Meaning of Capital Market
Capital market is a financial market for long-term securities that includes both debt and equity. Companies and governments can raise long-term funds (more than a year) through this market. The capital market connects the surplus units with the deficit units. It means that the funds are channelized from those who have excess capital to those who need it.
Funds are raised by issuing capital market instruments like stocks and bonds. These instruments have a higher risk than money market instruments. However, at the same time, these instruments generate higher returns. These markets are strictly regulated in order to avoid any fraudulent practices. The Securities and Exchange Commission (SEC) regulates the capital or securities market in the USA.
- Meaning of Capital Market
- Functions of Capital Market
- Types of Capital Market
Functions of Capital Market
The capital market plays an important role in the development of an economy. Let us discuss the functions of these markets for a deeper insight.
The capital market acts as a link between savers and entrepreneurial borrowers. It transfers money from savers (households) to entrepreneurial borrowers (companies who need capital). This way, these markets mobilize savings in an economy and divert them into productive investment. Productive usage of funds paves the way for economic growth and prosperity.
Formation of Capital
Capital formation is the process of increasing the stock of real capital. It includes creating capital goods like factories, machinery, tools, equipment, etc. These capital goods are utilized for the production of other goods. Savings are mobilized through the capital market to various sectors, such as the agricultural sector, industrial sector, etc., in an optimal manner. Optimal allocation increases the rate of capital formation in an economy.
Rapid Economic Growth
The allocation of capital is done optimally for better utilization of scarce resources. Improvement in capital goods increases the efficiency of labor. Superior and technologically advanced capital goods increase overall productivity. This increased productivity enhances economic growth.
Benefits to Investors
In the capital market, investors are provided with an avenue for long-term investments. Most importantly, investors are offered a wide variety of instruments like bonds, mutual funds, insurance policies, equities, etc. This enables investors to diversify and channelize their savings into the most profitable avenues. To protect investors from any unscrupulous activities, these markets are strictly regulated.
Variety of Services
The capital market provides a wide array of services. Services such as underwriting, export finance, consultancy, merchant banking, credit rating, etc., are offered to investors.
Liquidity of Funds
In this market, funds are available for long-term investments. Because of organized stock and other exchanges, both security sellers and buyers are readily available. This makes the capital market a liquid market as funds are available continuously.
Types of Capital Market
Capital Markets are classified into two major markets: Primary Market and Secondary Market.

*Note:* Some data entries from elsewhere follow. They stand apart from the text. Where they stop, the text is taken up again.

//! Artifact fetcher: bring a declared source to a cache destination path.
//!
//! Dispatch is origin-aware: `file://` or an absolute path is a local copy;
//! anything else is an HTTP(S) GET. No retry ladder and no progress
//! reporting live here — that is the reconciler's requeue policy.

mod error;

pub use error::FetchError;

use std::path::Path;

use futures::StreamExt;
use tokio::io::AsyncWriteExt;

use crate::cache::partial_path;

/// Acquire `source` into `dest`, streaming through a `.partial` staging
/// file so a crash mid-fetch never leaves a file at `dest` that looks
/// complete. Returns the number of bytes written.
pub async fn fetch(source: &str, dest: &Path) -> Result<u64, FetchError> {
    if let Some(parent) = dest.parent() {
        tokio::fs::create_dir_all(parent).await?;
    }

    let result = if is_local(source) {
        copy_local(source, dest).await
    } else {
        download_http(source, dest).await
    };

    if result.is_err() {
        let _ = tokio::fs::remove_file(partial_path(dest)).await;
    }
    result
}

/// Whether `source` is a local path (`file://` URL or absolute path) rather
/// than something fetched over HTTP(S).
pub fn is_local(source: &str) -> bool {
    source.starts_with("file://") || source.starts_with('/')
}

fn local_path(source: &str) -> &str {
    source.strip_prefix("file://").unwrap_or(source)
}

async fn copy_local(source: &str, dest: &std::path::Path) -> Result<u64, FetchError> {
    let src_path = local_path(source);
    let expected = tokio::fs::metadata(src_path)
        .await
        .map_err(|e| FetchError::Copy(format!("stat {src_path}: {e}")))?
        .len();

    let staging = partial_path(dest);
    let written = tokio::fs::copy(src_path, &staging)
        .await
        .map_err(|e| FetchError::Copy(format!("copy {src_path}: {e}")))?;

    if written != expected {
        let _ = tokio::fs::remove_file(&staging).await;
        return Err(FetchError::Copy(format!(
            "short copy: wrote {written} bytes, expected {expected}"
        )));
    }

    tokio::fs::rename(&staging, dest)
        .await
        .map_err(|e| FetchError::Copy(format!("rename into place: {e}")))?;
    Ok(written)
}

async fn download_http(source: &str, dest: &std::path::Path) -> Result<u64, FetchError> {
    let response = reqwest::get(source)
        .await
        .map_err(|e| FetchError::Download(e.to_string()))?;

    if response.status().as_u16() != 200 {
        return Err(FetchError::Download(format!(
            "unexpected status {}",
            response.status()
        )));
    }

    let staging = partial_path(dest);
    let mut file = tokio::fs::File::create(&staging).await?;
    let mut stream = response.bytes_stream();
    let mut written: u64 = 0;

    while let Some(chunk) = stream.next().await {
        let chunk = chunk.map_err(|e| FetchError::Download(e.to_string()))?;
        file.write_all(&chunk).await?;
        written += chunk.len() as u64;
    }
    file.flush().await?;
    drop(file);

    tokio::fs::rename(&staging, dest)
        .await
        .map_err(|e| FetchError::Download(format!("rename into place: {e}")))?;
    Ok(written)
}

The market in which securities are issued for the very first time to the investors is known as the Primary Market or the New Issue Market. The main role of the primary market is capital formation.
A company raises capital by issuing securities such as shares or bonds in the primary market. The investors who invest in the new issue of the company become the shareholders of the company. In the primary market, the transactions directly occur between the company and the investors. The money invested by the investors in the primary market directly goes to the company.
A company can raise funds from the primary market through various methods like Public Issue, Private Placement, Right Issue, etc.
Public issue or Initial Public Offering is the process of issuing shares to the public for the first time.
A private placement is the offering of shares to a few selected investors. These selected investors could be mutual funds, venture capital, banks, insurance companies, etc.
Rights Issue or Rights Offer is a way through which a listed company raises capital by offering shares to the existing shareholders. For example, XYZ company comes out with a 1:2 right issue. This means that XYZ shareholders can buy an extra share for every 2 shares they have. Usually, the stocks issued in the form of the right issues are lower priced than the prevailing market price of the share.
Trading of previously issued securities takes place in the secondary market. An Investor can directly buy a share from the seller. The secondary market has a huge volume and magnitude of transactions that affect the primary market.
The secondary market includes both stock exchanges and the over-the-counter market. Some of the popular stock exchanges are the London Stock Exchange (LSE), New York Stock Exchange (NYSE), Bombay Stock Exchange (BSE), etc.
There are two types of a secondary markets. They are the Over-the-Counter market and Dealer Market.
Over the Counter market
Over-the-counter or Off-exchange trading is a form of decentralized trading of securities. Trading of securities takes place directly between the parties. The buyers and sellers openly announce the prices at which they are willing to sell or buy securities. It is less transparent than exchanges.
In the dealer market, the buyers and sellers do not gather in a commonplace physically. The brokers and the dealers act as an intermediary between the buyers and the sellers. A lot of dealers exist in this market. Therefore, due to competition, dealers offer the best price to the investors.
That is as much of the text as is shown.